Research activities related to land aspect

A study of land aspects among others is a study to evaluate the effectiveness of several soil conservation methods in erosion control on Entisol soil.

Research on land aspect includes evaluation the effectiveness of several soil conservation methods in erosion control on Entisol. This research involves two lecturers and four students. Also, another research related to evaluation of soil fertility was carried out to provide data about soil fertility status of Field Laboratory of Food Crops and Forestry that is useful for future research going to be carried out in this laboratory. Soil fertility analysis revealed that macro nutrient content of N, P, K in this Field Laboratory are sufficiently available to support the crop growth and development.

Research activities related to upland rice germplasm

A research team of lecturers from Faculty of Agriculture, coordinated by Yosep Seran Mau, conducted research related to pigmented upland rice germplasm collected from various locations in East Nusa Tenggara Province. The study elucidated 40 accessions of red and black rice cultivars/landraces for their genetic diversity based on both morphological and agronomical characters. This research has been conducted for two years i.e. 2016-2017, involving 4 lecturers and eight students. The study results showed that the rice germplasm is genetically diverse in both morphological and agronomical characters, and hence it is more likely to identify desirable traits in future studies involving this germplasm. The research results have also been published in an international and Scopus indexed journal: Biodiversitas, January 2017.

Preliminary yield trial of the rice germplasm has also been conducted in 2017, and a number of accessions with high yield potential (4-7 t/ha) have been identified in the study. The yield potential of these local upland rice accessions are higher than that of the check varieties, thus they are more likely to be used as parental source for assembling of new improved pigmented upland rice varieties. Research on drought tolerance has also been done during the dry season (June - October) 2017 involving four students, both in the screen house and in the field laboratory. The results showed that ten accessions of local pigmented upland rice were tolerant to drought stress. These rice accessions are invaluable parental sources that can be used for development of new improved varieties through hybridization.

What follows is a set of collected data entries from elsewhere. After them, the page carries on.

#[cfg(test)]
mod tests {
    use super::*;
    use crate::consumer::{BoxHandlerFuture, ChannelSubscription, Handler, HandlerFn, Message, Subscription};
    use crate::error::{ErrorKind, SubscriptionError};
    use std::sync::atomic::{AtomicBool, AtomicUsize, Ordering};
    use std::time::Duration;
    use tokio::sync::Notify;

    fn msg(i: usize) -> Message {
        Message::new(i.to_string(), format!("payload-{i}").into_bytes())
    }

    #[tokio::test]
    async fn concurrency_never_exceeds_max_handlers() {
        let (tx, sub) = ChannelSubscription::new(64);
        let current = Arc::new(AtomicUsize::new(0));
        let peak = Arc::new(AtomicUsize::new(0));
        let done = Arc::new(AtomicUsize::new(0));

        let handler = {
            let (current, peak, done) = (current.clone(), peak.clone(), done.clone());
            HandlerFn::arc(move |req: Request| {
                let (current, peak, done) = (current.clone(), peak.clone(), done.clone());
                async move {
                    let now = current.fetch_add(1, Ordering::SeqCst) + 1;
                    peak.fetch_max(now, Ordering::SeqCst);
                    tokio::time::sleep(Duration::from_millis(5)).await;
                    current.fetch_sub(1, Ordering::SeqCst);
                    done.fetch_add(1, Ordering::SeqCst);
                    req.message.ack();
                    Ok(())
                }
            })
        };

        let consumer = Consumer::new("bounded", Arc::new(sub), handler, 3);
        for i in 0..40 {
            tx.send(msg(i)).await.unwrap();
        }
        drop(tx);

        consumer.serve(CancellationToken::new()).await;

        assert!(peak.load(Ordering::SeqCst) <= 3);
        assert!(peak.load(Ordering::SeqCst) >= 2);
        assert_eq!(done.load(Ordering::SeqCst), 40);
    }

    #[tokio::test]
    async fn cancel_waits_for_admitted_handlers() {
        let (tx, sub) = ChannelSubscription::new(4);
        let started = Arc::new(Notify::new());
        let finished = Arc::new(AtomicBool::new(false));

        let handler = {
            let (started, finished) = (started.clone(), finished.clone());
            HandlerFn::arc(move |_req: Request| {
                let (started, finished) = (started.clone(), finished.clone());
                async move {
                    started.notify_one();
                    tokio::time::sleep(Duration::from_millis(100)).await;
                    finished.store(true, Ordering::SeqCst);
                    Ok(())
                }
            })
        };

        let consumer = Consumer::new("drain", Arc::new(sub), handler, 2);
        let token = CancellationToken::new();
        tx.send(msg(1)).await.unwrap();

        let serve = tokio::spawn({
            let token = token.clone();
            async move { consumer.serve(token).await }
        });

        started.notified().await;
        token.cancel();
        serve.await.unwrap();

        assert!(finished.load(Ordering::SeqCst));
    }

    #[tokio::test]
    async fn third_message_waits_for_a_free_slot() {
        let (tx, sub) = ChannelSubscription::new(4);
        let started = Arc::new(AtomicUsize::new(0));
        let release = Arc::new(tokio::sync::Semaphore::new(0));

        let handler = {
            let (started, release) = (started.clone(), release.clone());
            HandlerFn::arc(move |_req: Request| {
                let (started, release) = (started.clone(), release.clone());
                async move {
                    started.fetch_add(1, Ordering::SeqCst);
                    if let Ok(go) = release.acquire().await {
                        go.forget();
                    }
                    Ok(())
                }
            })
        };

        let consumer = Consumer::new("pair", Arc::new(sub), handler, 2);
        for i in 0..3 {
            tx.send(msg(i)).await.unwrap();
        }
        drop(tx);
        let serve = tokio::spawn(async move { consumer.serve(CancellationToken::new()).await });

        tokio::time::sleep(Duration::from_millis(50)).await;
        assert_eq!(started.load(Ordering::SeqCst), 2);

        release.add_permits(1);
        tokio::time::sleep(Duration::from_millis(50)).await;
        assert_eq!(started.load(Ordering::SeqCst), 3);

        release.add_permits(2);
        serve.await.unwrap();
    }

    #[tokio::test]
    async fn receive_error_stops_and_cancels_in_flight_handlers() {
        let (tx, sub) = ChannelSubscription::new(4);
        let observed_cancel = Arc::new(AtomicBool::new(false));

        let handler = {
            let observed_cancel = observed_cancel.clone();
            HandlerFn::arc(move |req: Request| {
                let observed_cancel = observed_cancel.clone();
                async move {
                    req.token.cancelled().await;
                    observed_cancel.store(true, Ordering::SeqCst);
                    Ok(())
                }
            })
        };

        let consumer = Consumer::new("closing", Arc::new(sub), handler, 1);
        let outer = CancellationToken::new();
        let bus = Bus::new(64);
        let mut rx = bus.subscribe();

        tx.send(msg(1)).await.unwrap();
        drop(tx);
        consumer.serve_with(outer.clone(), &bus).await;

        assert!(observed_cancel.load(Ordering::SeqCst));
        assert!(!outer.is_cancelled());

        let mut kinds = Vec::new();
        while let Ok(ev) = rx.try_recv() {
            kinds.push(ev.kind);
        }
        assert_eq!(kinds.first(), Some(&EventKind::ConsumerStarting));
        assert!(kinds.contains(&EventKind::ReceiveFailed));
        assert_eq!(kinds.last(), Some(&EventKind::ConsumerStopped));
    }

    #[tokio::test]
    async fn handler_errors_and_panics_are_contained() {
        let (tx, sub) = ChannelSubscription::new(4);
        let handler = HandlerFn::arc(|req: Request| async move {
            match req.message.id() {
                "fail" => Err(HandlerError::new(ErrorKind::InvalidField, "bad payload")),
                "panic" => panic!("handler exploded"),
                _ => Ok(()),
            }
        });

        let consumer = Consumer::new("faulty", Arc::new(sub), handler, 2);
        let bus = Bus::new(64);
        let mut rx = bus.subscribe();

        tx.send(Message::new("fail", Vec::new())).await.unwrap();
        tx.send(Message::new("panic", Vec::new())).await.unwrap();
        tx.send(Message::new("ok", Vec::new())).await.unwrap();
        drop(tx);
        consumer.serve_with(CancellationToken::new(), &bus).await;

        let mut failed = 0;
        let mut panicked = None;
        let mut finished = 0;
        while let Ok(ev) = rx.try_recv() {
            match ev.kind {
                EventKind::HandlerFailed => failed += 1,
                EventKind::HandlerPanicked => panicked = ev.reason.clone(),
                EventKind::HandlerFinished => finished += 1,
                _ => {}
            }
        }
        assert_eq!(failed, 1);
        assert_eq!(panicked.as_deref(), Some("handler exploded"));
        assert_eq!(finished, 1);
    }

    struct Refusing {
        finished: Arc<AtomicBool>,
    }

    impl Handler for Refusing {
        fn handle(&self, req: Request) -> BoxHandlerFuture {
            if req.message.id() == "boom" {
                panic!("no future for boom");
            }
            let finished = self.finished.clone();
            Box::pin(async move {
                tokio::time::sleep(Duration::from_millis(100)).await;
                finished.store(true, Ordering::SeqCst);
                Ok(())
            })
        }
    }

    #[tokio::test]
    async fn panic_while_building_the_future_still_drains() {
        let (tx, sub) = ChannelSubscription::new(4);
        let finished = Arc::new(AtomicBool::new(false));
        let handler = Arc::new(Refusing {
            finished: finished.clone(),
        });

        let consumer = Consumer::new("refusing", Arc::new(sub), handler, 2);
        let bus = Bus::new(64);
        let mut rx = bus.subscribe();

        tx.send(Message::new("slow", Vec::new())).await.unwrap();
        tx.send(Message::new("boom", Vec::new())).await.unwrap();
        let token = CancellationToken::new();
        let serve = tokio::spawn({
            let token = token.clone();
            async move { consumer.serve_with(token, &bus).await }
        });

        tokio::time::sleep(Duration::from_millis(20)).await;
        token.cancel();
        serve.await.unwrap();
        assert!(finished.load(Ordering::SeqCst));

        let mut panicked = None;
        while let Ok(ev) = rx.try_recv() {
            if ev.kind == EventKind::HandlerPanicked {
                panicked = ev.reason.clone();
            }
        }
        assert_eq!(panicked.as_deref(), Some("no future for boom"));
    }

    struct Exploding;

    #[async_trait::async_trait]
    impl Subscription for Exploding {
        async fn receive(&self, _token: &CancellationToken) -> Result<Message, SubscriptionError> {
            panic!("transport exploded");
        }
    }

    #[tokio::test]
    async fn receive_panic_is_treated_as_a_receive_error() {
        let handler = HandlerFn::arc(|_req: Request| async { Ok(()) });
        let consumer = Consumer::new("exploding", Arc::new(Exploding), handler, 1);
        let bus = Bus::new(16);
        let mut rx = bus.subscribe();

        consumer.serve_with(CancellationToken::new(), &bus).await;

        let mut reason = None;
        let mut stopped = false;
        while let Ok(ev) = rx.try_recv() {
            match ev.kind {
                EventKind::ReceiveFailed => reason = ev.reason.clone(),
                EventKind::ConsumerStopped => stopped = true,
                _ => {}
            }
        }
        assert_eq!(reason.as_deref(), Some("receive panicked: transport exploded"));
        assert!(stopped);
    }

    #[tokio::test]
    async fn canceled_handlers_and_capacity_are_reported() {
        let (tx, sub) = ChannelSubscription::new(4);
        let handler = HandlerFn::arc(|req: Request| async move {
            req.token.cancelled().await;
            req.message.nack();
            Err(HandlerError::Canceled)
        });
        let consumer = Consumer::new("patient", Arc::new(sub), handler, 3);
        let bus = Bus::new(64);
        let mut rx = bus.subscribe();

        tx.send(msg(1)).await.unwrap();
        let token = CancellationToken::new();
        let serve = tokio::spawn({
            let token = token.clone();
            async move { consumer.serve_with(token, &bus).await }
        });
        tokio::time::sleep(Duration::from_millis(20)).await;
        token.cancel();
        serve.await.unwrap();

        let events: Vec<_> = std::iter::from_fn(|| rx.try_recv().ok()).collect();
        let starting = events
            .iter()
            .find(|e| e.kind == EventKind::ConsumerStarting)
            .unwrap();
        assert_eq!(starting.capacity, Some(3));
        assert_eq!(starting.in_flight, None);
        assert!(events.iter().any(|e| e.kind == EventKind::HandlerCanceled));
        assert!(!events.iter().any(|e| e.kind == EventKind::HandlerFailed));
    }

    struct Collect(Arc<std::sync::Mutex<Vec<EventKind>>>);

    #[async_trait::async_trait]
    impl Subscribe for Collect {
        async fn on_event(&self, event: &RuntimeEvent) {
            self.0.lock().unwrap().push(event.kind);
        }
        fn name(&self) -> &'static str {
            "collect"
        }
    }

    #[tokio::test]
    async fn standalone_serve_reports_to_subscribers() {
        let (tx, sub) = ChannelSubscription::new(4);
        let handler = HandlerFn::arc(|_req: Request| async {
            Err(HandlerError::new(ErrorKind::Internal, "downstream unavailable"))
        });
        let consumer = Consumer::new("lonely", Arc::new(sub), handler, 1);
        let seen = Arc::new(std::sync::Mutex::new(Vec::new()));

        tx.send(msg(1)).await.unwrap();
        drop(tx);
        consumer
            .serve_observed(CancellationToken::new(), vec![Arc::new(Collect(seen.clone()))])
            .await;

        let kinds = seen.lock().unwrap().clone();
        assert!(kinds.contains(&EventKind::HandlerFailed), "{kinds:?}");
        assert!(kinds.contains(&EventKind::ReceiveFailed), "{kinds:?}");
        assert_eq!(kinds.last(), Some(&EventKind::ConsumerStopped));
    }

    #[test]
    fn max_handlers_is_clamped_to_one() {
        let (_tx, sub) = ChannelSubscription::new(1);
        let handler = HandlerFn::arc(|_req: Request| async { Ok(()) });
        let consumer = Consumer::new("zero", Arc::new(sub), handler, 0);
        assert_eq!(consumer.max_handlers(), 1);
    }
}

Research activities on sweet potato

Research on sweet potato is performed in two aspects; breeding and agronomical/cultivation aspects. Sweet potato breeding carried out in this laboratory was started with evaluation of cross-compatibility among local clones, Indonesian released superior varieties and introduced varieties.  A number F1 population have been generated and evaluated in the Greenhouse and in the field for preliminary tuber production capacity. Several clones were identified to have the ability to produce tubers > 500 g/plants in the Greenhouse and >1000 g/plants in a single plot evaluation. These clones have a high yield potential and will be further evaluated to identify clones with high yielding ability (> 30 tons/ha) that can be proposed as candidate of superior varieties. Research activities related to agronomical aspect is currently underway to elucidate the effect of various combinations of organic (cow and chicken manures) and inorganic fertilizers on growth and yield of orange flesh sweet potato. The effect of types of raised beds and planting holes are also now being evaluated for growth and yield of orange flesh sweet potato.